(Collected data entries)
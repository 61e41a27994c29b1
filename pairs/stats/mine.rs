//! Maximal-information statistics estimated on equipartition grids.
//!
//! For every grid of `a x b` cells with `a * b <= n^alpha`, both variables are cut into
//! equal-frequency bins and the mutual information of the resulting contingency table
//! is normalised by `ln(min(a, b))`. This characteristic matrix `M(a, b)` yields four
//! channels:
//!
//! - `MIC`: the maximum of `M`.
//! - `MAS`: the maximum asymmetry `|M(a, b) - M(b, a)|`.
//! - `MEV`: the maximum of `M` over grids with a side of two.
//! - `MCN`: the smallest `log2(a * b)` reaching the maximum.

use super::{PairScorer, StatError};

const MINIMUM_POINTS: usize = 4;
const MAX_TOLERANCE: f64 = 1e-12;

pub(super) struct Mine {
    alpha: f64,
    order: Vec<usize>,
    partitions_x: Vec<Vec<usize>>,
    partitions_y: Vec<Vec<usize>>,
    table: Vec<u32>,
}

impl Mine {
    pub(super) fn new(alpha: f64) -> Result<Self, StatError> {
        if !(alpha > 0.0 && alpha <= 1.0) {
            return Err(StatError::InvalidParameter(format!(
                "mine alpha must lie in (0, 1], got {alpha}"
            )));
        }
        Ok(Self {
            alpha,
            order: Vec::new(),
            partitions_x: Vec::new(),
            partitions_y: Vec::new(),
            table: Vec::new(),
        })
    }

    fn cell_budget(&self, n: usize) -> usize {
        ((n as f64).powf(self.alpha).floor() as usize).max(MINIMUM_POINTS)
    }
}

/// Assigns each value to one of `bins` equal-frequency bins; tied values share a bin.
fn equipartition_into(values: &[f64], bins: usize, order: &mut Vec<usize>, out: &mut Vec<usize>) {
    let n = values.len();
    order.clear();
    order.extend(0..n);
    order.sort_by(|&a, &b| values[a].total_cmp(&values[b]));

    out.clear();
    out.resize(n, 0);
    let mut group_bin = 0;
    for (pos, &idx) in order.iter().enumerate() {
        if pos == 0 || values[idx] != values[order[pos - 1]] {
            group_bin = (pos * bins / n).min(bins - 1);
        }
        out[idx] = group_bin;
    }
}

/// Mutual information (nats) between two binnings.
fn mutual_information(bx: &[usize], kx: usize, by: &[usize], ky: usize, table: &mut Vec<u32>) -> f64 {
    table.clear();
    table.resize(kx * ky, 0);
    for (&i, &j) in bx.iter().zip(by) {
        table[i * ky + j] += 1;
    }

    let n = bx.len() as f64;
    let mut row = vec![0u32; kx];
    let mut col = vec![0u32; ky];
    for i in 0..kx {
        for j in 0..ky {
            let c = table[i * ky + j];
            row[i] += c;
            col[j] += c;
        }
    }

    let mut mi = 0.0;
    for i in 0..kx {
        for j in 0..ky {
            let c = table[i * ky + j];
            if c > 0 {
                let c = f64::from(c);
                mi += c / n * (c * n / (f64::from(row[i]) * f64::from(col[j]))).ln();
            }
        }
    }
    mi.max(0.0)
}

impl PairScorer for Mine {
    fn score(&mut self, x: &[f64], y: &[f64], out: &mut [f64]) {
        let n = x.len();
        if n < MINIMUM_POINTS {
            out.fill(f64::NAN);
            return;
        }
        let budget = self.cell_budget(n);
        let max_side = budget / 2;

        // partitions[k] holds the k-bin equipartition; slots 0 and 1 stay empty.
        for (values, partitions) in [(x, &mut self.partitions_x), (y, &mut self.partitions_y)] {
            partitions.resize_with(max_side + 1, Vec::new);
            for (k, bins) in partitions.iter_mut().enumerate().skip(2) {
                equipartition_into(values, k, &mut self.order, bins);
            }
        }

        let mut characteristic = |a: usize, b: usize| {
            let mi = mutual_information(
                &self.partitions_x[a],
                a,
                &self.partitions_y[b],
                b,
                &mut self.table,
            );
            mi / (a.min(b) as f64).ln()
        };

        let mut grid = Vec::new();
        for a in 2..=max_side {
            for b in 2..=(budget / a) {
                grid.push((a, b, characteristic(a, b)));
            }
        }

        let mic = grid.iter().map(|g| g.2).fold(0.0, f64::max);
        let lookup = |a: usize, b: usize| {
            grid.iter()
                .find(|g| g.0 == a && g.1 == b)
                .map(|g| g.2)
        };
        let mas = grid
            .iter()
            .filter_map(|&(a, b, m)| lookup(b, a).map(|mirrored| (m - mirrored).abs()))
            .fold(0.0, f64::max);
        let mev = grid
            .iter()
            .filter(|g| g.0 == 2 || g.1 == 2)
            .map(|g| g.2)
            .fold(0.0, f64::max);
        let mcn = grid
            .iter()
            .filter(|g| g.2 >= mic - MAX_TOLERANCE)
            .map(|g| ((g.0 * g.1) as f64).log2())
            .fold(f64::INFINITY, f64::min);

        out[0] = mic;
        out[1] = mas;
        out[2] = mev;
        out[3] = if mcn.is_finite() { mcn } else { f64::NAN };
    }
}

#[cfg(test)]
mod tests {
    use super::*;
    use approx::assert_abs_diff_eq;

    fn score(x: &[f64], y: &[f64]) -> [f64; 4] {
        let mut out = [0.0; 4];
        Mine::new(0.6).unwrap().score(x, y, &mut out);
        out
    }

    #[test]
    fn equipartition_balances_bins_and_keeps_ties_together() {
        let mut order = Vec::new();
        let mut bins = Vec::new();
        equipartition_into(&[4.0, 1.0, 3.0, 2.0], 2, &mut order, &mut bins);
        assert_eq!(bins, vec![1, 0, 1, 0]);

        equipartition_into(&[1.0, 1.0, 1.0, 2.0], 2, &mut order, &mut bins);
        assert_eq!(bins, vec![0, 0, 0, 1]);
    }

    #[test]
    fn identical_variables_reach_maximal_information() {
        let x: Vec<f64> = (0..100).map(f64::from).collect();
        let out = score(&x, &x);
        assert_abs_diff_eq!(out[0], 1.0, epsilon = 1e-9);
        assert_abs_diff_eq!(out[2], 1.0, epsilon = 1e-9);
        assert_abs_diff_eq!(out[3], 2.0, epsilon = 1e-9);
        assert!(out[1] >= 0.0);
    }

    #[test]
    fn too_few_points_is_nan() {
        let out = score(&[1.0, 2.0, 3.0], &[1.0, 2.0, 3.0]);
        assert!(out.iter().all(|v| v.is_nan()));
    }

    #[test]
    fn rejects_invalid_alpha() {
        assert!(Mine::new(0.0).is_err());
        assert!(Mine::new(1.5).is_err());
    }
}
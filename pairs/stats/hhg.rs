//! Heller-Heller-Gorfine distance-ball statistics.
//!
//! For each ordered pair of points `(i, j)` the remaining points are split by whether
//! they fall inside the ball around `i` of radius `d(i, j)`, in `x` and in `y`
//! separately. Each resulting 2x2 table contributes a Pearson chi-square and a
//! likelihood-ratio term; the channels are their normalised sums and maxima.

use super::PairScorer;
use std::f64::consts::LN_2;

const MINIMUM_POINTS: usize = 4;

pub(super) struct Hhg;

/// Chi-square and likelihood-ratio scores of one 2x2 table over `m` points.
fn table_scores(cells: [[f64; 2]; 2], m: f64) -> (f64, f64) {
    let rows = [cells[0][0] + cells[0][1], cells[1][0] + cells[1][1]];
    let cols = [cells[0][0] + cells[1][0], cells[0][1] + cells[1][1]];
    if rows.iter().chain(&cols).any(|&margin| margin == 0.0) {
        return (0.0, 0.0);
    }

    let det = cells[0][0] * cells[1][1] - cells[0][1] * cells[1][0];
    let chi = m * det * det / (rows[0] * rows[1] * cols[0] * cols[1]);

    let mut lr = 0.0;
    for (r, row) in cells.iter().enumerate() {
        for (c, &count) in row.iter().enumerate() {
            if count > 0.0 {
                lr += count * (count * m / (rows[r] * cols[c])).ln();
            }
        }
    }
    (chi, lr)
}

impl PairScorer for Hhg {
    fn score(&mut self, x: &[f64], y: &[f64], out: &mut [f64]) {
        let n = x.len();
        if n < MINIMUM_POINTS {
            out.fill(f64::NAN);
            return;
        }
        let m = (n - 2) as f64;

        let (mut sum_chi, mut sum_lr) = (0.0, 0.0);
        let (mut max_chi, mut max_lr) = (0.0f64, 0.0f64);
        for i in 0..n {
            for j in 0..n {
                if i == j {
                    continue;
                }
                let radius_x = (x[i] - x[j]).abs();
                let radius_y = (y[i] - y[j]).abs();

                let mut cells = [[0.0; 2]; 2];
                for k in (0..n).filter(|&k| k != i && k != j) {
                    let outside_x = usize::from((x[i] - x[k]).abs() > radius_x);
                    let outside_y = usize::from((y[i] - y[k]).abs() > radius_y);
                    cells[outside_x][outside_y] += 1.0;
                }

                let (chi, lr) = table_scores(cells, m);
                sum_chi += chi;
                sum_lr += lr;
                max_chi = max_chi.max(chi);
                max_lr = max_lr.max(lr);
            }
        }

        let scale = (n * (n - 2) * (n - 3)) as f64;
        out[0] = sum_chi / scale;
        out[1] = sum_lr / scale / LN_2;
        out[2] = max_chi / m;
        out[3] = max_lr / m / LN_2;
    }
}

#[cfg(test)]
mod tests {
    use super::*;
    use approx::assert_abs_diff_eq;

    fn score(x: &[f64], y: &[f64]) -> [f64; 4] {
        let mut out = [0.0; 4];
        Hhg.score(x, y, &mut out);
        out
    }

    #[test]
    fn independent_table_scores_zero() {
        let (chi, lr) = table_scores([[2.0, 2.0], [2.0, 2.0]], 8.0);
        assert_abs_diff_eq!(chi, 0.0, epsilon = 1e-12);
        assert_abs_diff_eq!(lr, 0.0, epsilon = 1e-12);
    }

    #[test]
    fn perfectly_associated_table() {
        let (chi, lr) = table_scores([[3.0, 0.0], [0.0, 5.0]], 8.0);
        assert_abs_diff_eq!(chi, 8.0, epsilon = 1e-12);
        let expected = 3.0 * (8.0f64 / 3.0).ln() + 5.0 * (8.0f64 / 5.0).ln();
        assert_abs_diff_eq!(lr, expected, epsilon = 1e-12);
    }

    #[test]
    fn empty_margin_contributes_nothing() {
        assert_eq!(table_scores([[4.0, 0.0], [0.0, 0.0]], 4.0), (0.0, 0.0));
    }

    #[test]
    fn dependent_data_outscores_shuffled_data() {
        let x: Vec<f64> = (0..20).map(f64::from).collect();
        let dependent = score(&x, &x);
        let shuffled: Vec<f64> = [7, 14, 2, 19, 11, 0, 16, 5, 9, 13, 3, 18, 8, 1, 15, 10, 4, 17, 12, 6]
            .iter()
            .map(|&v: &i32| f64::from(v))
            .collect();
        let independent = score(&x, &shuffled);
        assert!(dependent[0] > independent[0]);
        assert!(dependent[2] > independent[2]);
        assert!(dependent.iter().all(|v| v.is_finite() && *v >= 0.0));
    }

    #[test]
    fn too_few_points_is_nan() {
        assert!(score(&[1.0, 2.0, 3.0], &[1.0, 2.0, 3.0]).iter().all(|v| v.is_nan()));
    }
}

**WHAT IS BEING ASKED:**
Each line of the entries that holds "ratio" should be counted, and only the total given.

**SOLUTION TO THIS PROBLEM:**
2